Le Bénin dépasse les 4 000 milliards de fcfa : un tournant pour l’économie et le social

Le Bénin franchit un cap historique avec un budget 2026 dépassant 4 000 milliards de FCFA

Le gouvernement du Bénin vient d’adopter un budget rectificatif inédit pour l’exercice 2026, marquant une étape majeure dans la transformation économique du pays. Porté par la vision stratégique du président Romuald Wadagni, ce collectif budgétaire reflète une volonté affirmée de placer le développement humain au cœur des priorités nationales, tout en consolidant la résilience macroéconomique du pays.

Avec un budget désormais supérieur à 4 000 milliards de FCFA, le Bénin envoie un message clair : celui d’une économie en pleine mutation, capable de concilier performance financière et justice sociale. Cette progression de 8 % par rapport aux estimations initiales n’est pas une simple manœuvre comptable, mais le reflet d’une ambition politique sans précédent, incarnée par le nouveau chef de l’État.

L’impact social au cœur de la stratégie économique

Romuald Wadagni, ancien ministre des Finances reconnu pour son expertise en gestion publique, a rapidement imprimé sa marque sur la gouvernance économique du pays.

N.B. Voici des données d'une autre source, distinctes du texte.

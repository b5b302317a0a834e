//! Gateways, one-off charges and stored cards.

use serde_json::Value;

use crate::client::PayWhirl;
use crate::error::Result;
use crate::params::Params;
use crate::transport::Transport;

impl<T: Transport> PayWhirl<T> {
    /// `GET /gateways`
    pub fn get_gateways(&self) -> Result<Value> {
        self.get("/gateways", None)
    }

    /// `GET /gateway/{id}`
    pub fn get_gateway(&self, id: u64) -> Result<Value> {
        self.get(&format!("/gateway/{id}"), None)
    }

    /// `POST /create/charge`
    pub fn create_charge(&self, data: Params) -> Result<Value> {
        self.post("/create/charge", data)
    }

    /// `GET /charge/{id}`
    pub fn get_charge(&self, id: u64) -> Result<Value> {
        self.get(&format!("/charge/{id}"), None)
    }

    /// `POST /refund/charge/{id}`. An empty `data` refunds the full amount.
    pub fn refund_charge(&self, id: u64, data: Params) -> Result<Value> {
        self.post(&format!("/refund/charge/{id}"), data)
    }

    /// `GET /cards/{customer_id}`
    pub fn get_cards(&self, customer_id: u64) -> Result<Value> {
        self.get(&format!("/cards/{customer_id}"), None)
    }

    /// `GET /card/{id}`
    pub fn get_card(&self, id: u64) -> Result<Value> {
        self.get(&format!("/card/{id}"), None)
    }

    /// `POST /create/card`
    pub fn create_card(&self, data: Params) -> Result<Value> {
        self.post("/create/card", data)
    }

    /// `POST /delete/card`
    pub fn delete_card(&self, id: u64) -> Result<Value> {
        self.post("/delete/card", Params::new().with("id", id))
    }
}

#[cfg(test)]
mod tests {
    use crate::client::testing::*;
    use crate::http::HttpMethod;
    use crate::params::Params;

    #[test]
    fn gateway_endpoints() {
        let (client, recorder) = client();

        client.get_gateways().unwrap();
        assert_sent(&recorder, HttpMethod::Get, "/gateways", None);

        client.get_gateway(2).unwrap();
        assert_sent(&recorder, HttpMethod::Get, "/gateway/2", None);
    }

    #[test]
    fn charge_endpoints() {
        let (client, recorder) = client();

        client
            .create_charge(
                Params::new()
                    .with("customer_id", 42)
                    .with("amount", 25)
                    .with("description", "Setup fee"),
            )
            .unwrap();
        assert_sent(
            &recorder,
            HttpMethod::Post,
            "/create/charge",
            Some("customer_id=42&amount=25&description=Setup+fee"),
        );

        client.get_charge(300).unwrap();
        assert_sent(&recorder, HttpMethod::Get, "/charge/300", None);

        client.refund_charge(300, Params::new()).unwrap();
        assert_sent(&recorder, HttpMethod::Post, "/refund/charge/300", Some(""));

        client
            .refund_charge(300, Params::new().with("amount", 5.5))
            .unwrap();
        assert_sent(&recorder, HttpMethod::Post, "/refund/charge/300", Some("amount=5.5"));
    }

    #[test]
    fn card_endpoints() {
        let (client, recorder) = client();

        client.get_cards(42).unwrap();
        assert_sent(&recorder, HttpMethod::Get, "/cards/42", None);

        client.get_card(11).unwrap();
        assert_sent(&recorder, HttpMethod::Get, "/card/11", None);

        client
            .create_card(Params::new().with("customer_id", 42).with("token", "tok_visa"))
            .unwrap();
        assert_sent(
            &recorder,
            HttpMethod::Post,
            "/create/card",
            Some("customer_id=42&token=tok_visa"),
        );

        client.delete_card(11).unwrap();
        assert_sent(&recorder, HttpMethod::Post, "/delete/card", Some("id=11"));
    }
}
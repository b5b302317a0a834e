//! Endpoint facades, one `impl PayWhirl` block per resource group.
//!
//! Every method maps to exactly one request. Paths are the service's and must
//! not change; optional arguments passed as `None` are left out of the
//! request rather than sent empty.

mod account;
mod customers;
mod invoices;
mod payments;
mod plans;
mod promos;
mod subscriptions;

pub use subscriptions::DEFAULT_SUBSCRIPTION_STATUS;
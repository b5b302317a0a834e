//! Turns a verb, a path and parameters into one HTTP call.
//!
//! # Design
//! The dispatcher holds an immutable [`Config`] and a [`Transport`]. Request
//! building ([`Dispatcher::build_request`]) and body decoding
//! ([`decode_body`]) are pure; the transport performs the only
//! I/O. The HTTP status is never turned into an error: whatever JSON the
//! service returns is handed back as-is.

use serde_json::Value;
use tracing::debug;

use crate::config::Config;
use crate::error::Result;
use crate::http::{find_header, HttpMethod, HttpRequest, HttpResponse};
use crate::params::Params;
use crate::transport::{Transport, UreqTransport};

pub const API_KEY_HEADER: &str = "api-key";
pub const API_SECRET_HEADER: &str = "api-secret";
pub const FORM_CONTENT_TYPE: &str = "application/x-www-form-urlencoded";

/// Decoded body together with the status and headers it arrived with.
#[derive(Debug, Clone, PartialEq)]
pub struct ApiResponse {
    pub status: u16,
    pub headers: Vec<(String, String)>,
    pub body: Value,
}

impl ApiResponse {
    pub fn is_success(&self) -> bool {
        (200..300).contains(&self.status)
    }

    /// First response header with the given name, compared case-insensitively.
    pub fn header(&self, name: &str) -> Option<&str> {
        find_header(&self.headers, name)
    }
}

/// Single-shot request executor shared by every resource method.
#[derive(Debug, Clone)]
pub struct Dispatcher<T = UreqTransport> {
    config: Config,
    transport: T,
}

impl Dispatcher<UreqTransport> {
    pub fn new(config: Config) -> Self {
        let transport = UreqTransport::new(&config);
        Self { config, transport }
    }
}

impl<T: Transport> Dispatcher<T> {
    pub fn with_transport(config: Config, transport: T) -> Self {
        Self { config, transport }
    }

    pub fn config(&self) -> &Config {
        &self.config
    }

    pub fn transport(&self) -> &T {
        &self.transport
    }

    /// Build the request for `method` without sending it.
    ///
    /// GET appends `params` as a query string, POST and PATCH send them as a
    /// form body, DELETE drops them.
    pub fn build_request(&self, method: HttpMethod, path: &str, params: Option<&Params>) -> HttpRequest {
        let mut url = format!("{}{}", self.config.base_url(), path);
        let mut headers = vec![
            (API_KEY_HEADER.to_string(), self.config.key().to_string()),
            (API_SECRET_HEADER.to_string(), self.config.secret().to_string()),
        ];
        let mut body = None;

        match method {
            HttpMethod::Get => {
                if let Some(query) = params.map(Params::encode).filter(|q| !q.is_empty()) {
                    url.push('?');
                    url.push_str(&query);
                }
            }
            HttpMethod::Post | HttpMethod::Patch => {
                headers.push(("content-type".to_string(), FORM_CONTENT_TYPE.to_string()));
                body = Some(params.map(Params::encode).unwrap_or_default());
            }
            HttpMethod::Delete => {}
        }

        HttpRequest {
            method,
            url,
            headers,
            body,
        }
    }

    /// Execute one request and return the decoded body with its status.
    ///
    /// # Errors
    ///
    /// `Transport` if no response was received, `Decode` if the body is
    /// non-empty and not JSON.
    pub fn send(&self, method: HttpMethod, path: &str, params: Option<&Params>) -> Result<ApiResponse> {
        let request = self.build_request(method, path, params);
        debug!(%method, path, "dispatching request");

        let response = self.transport.execute(&request)?;
        debug!(%method, path, status = response.status, bytes = response.body.len(), "response received");

        let body = decode_body(&response)?;
        Ok(ApiResponse {
            status: response.status,
            headers: response.headers,
            body,
        })
    }

    /// Execute one request and return the decoded body, whatever the status.
    pub fn call(&self, method: HttpMethod, path: &str, params: Option<&Params>) -> Result<Value> {
        self.send(method, path, params).map(|response| response.body)
    }

    /// String-verb entry point.
    ///
    /// # Errors
    ///
    /// `InvalidArgument` for anything other than GET, POST, PATCH or DELETE;
    /// no request is made in that case.
    pub fn request(&self, verb: &str, path: &str, params: Option<&Params>) -> Result<Value> {
        let method: HttpMethod = verb.parse()?;
        self.call(method, path, params)
    }
}

/// Decode a response body. An empty body is `null`; anything else that is
/// not JSON, invalid UTF-8 included, is a `Decode` error.
pub fn decode_body(response: &HttpResponse) -> Result<Value> {
    if response.body.trim_ascii().is_empty() {
        return Ok(Value::Null);
    }
    Ok(serde_json::from_slice(&response.body)?)
}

Ce budget rectificatif illustre une transition vers une économie plus inclusive, où la performance macroéconomique se conjugue avec des résultats concrets pour les populations.

Les nouvelles priorités budgétaires traduisent cette approche : les secteurs essentiels que sont la santé, l’éducation et l’agriculture bénéficient d’investissements massifs, destinés à améliorer durablement le quotidien des citoyens béninois.

Santé : un accès universel aux soins

Une enveloppe budgétaire record est allouée à la santé, avec pour objectif de garantir un accès équitable à des soins de qualité sur l’ensemble du territoire. Ce plan vise à renforcer la couverture sanitaire universelle, en éliminant les disparités entre zones urbaines et rurales. L’ambition est claire : faire du Bénin un modèle de santé publique en Afrique de l’Ouest.

Éducation : la gratuité pour les filles, un levier d’émancipation

Parmi les mesures phares de ce budget figure la suppression des frais scolaires pour les filles, une avancée majeure en faveur de l’égalité des chances. Cette initiative s’inscrit dans une logique d’investissement dans le capital humain, en encourageant la scolarisation des jeunes filles et en réduisant les inégalités d’accès à l’éducation. Un pas décisif vers une société plus juste et plus prospère.

Infrastructures et agriculture : les moteurs d’une croissance inclusive

Le collectif budgétaire consacre également des ressources significatives aux infrastructures de transport et d’énergie, dans le but de désenclaver les régions et de stimuler l’activité économique. Parallèlement, le secteur agricole bénéficie d’un soutien accru, avec pour objectif de renforcer la sécurité alimentaire et d’améliorer les revenus des producteurs locaux. Ce binôme stratégique vise à créer un écosystème économique dynamique et résilient.

Croissance économique : un pari audacieux maintenu

Malgré l’augmentation des dépenses publiques et la réorientation des investissements vers le social, le gouvernement maintient sa prévision de croissance à 7,5 % pour 2026. Cette performance témoigne de la solidité des fondamentaux économiques du Bénin et de sa capacité à mobiliser des recettes internes de manière efficace.

« Cette trajectoire illustre la confiance des autorités dans la capacité du pays à concilier rigueur budgétaire et justice sociale, sans compromettre sa croissance », souligne un économiste basé à Cotonou.

Un modèle de résilience et d’audace

Alors que de nombreux pays de la sous-région font face à des défis économiques persistants, le Bénin se distingue par sa capacité à innover et à tracer sa propre voie. Ce budget rectificatif marque le début d’une nouvelle ère, où la performance économique rime avec inclusion sociale et développement durable.

Les mois à venir s’annoncent décisifs, et le Bénin prouve qu’il ne se contente pas de suivre les tendances : il les crée. Avec ce collectif budgétaire ambitieux, le pays confirme son statut de laboratoire d’idées en Afrique de l’Ouest et réserve bien des surprises à ceux qui sous-estiment encore son potentiel.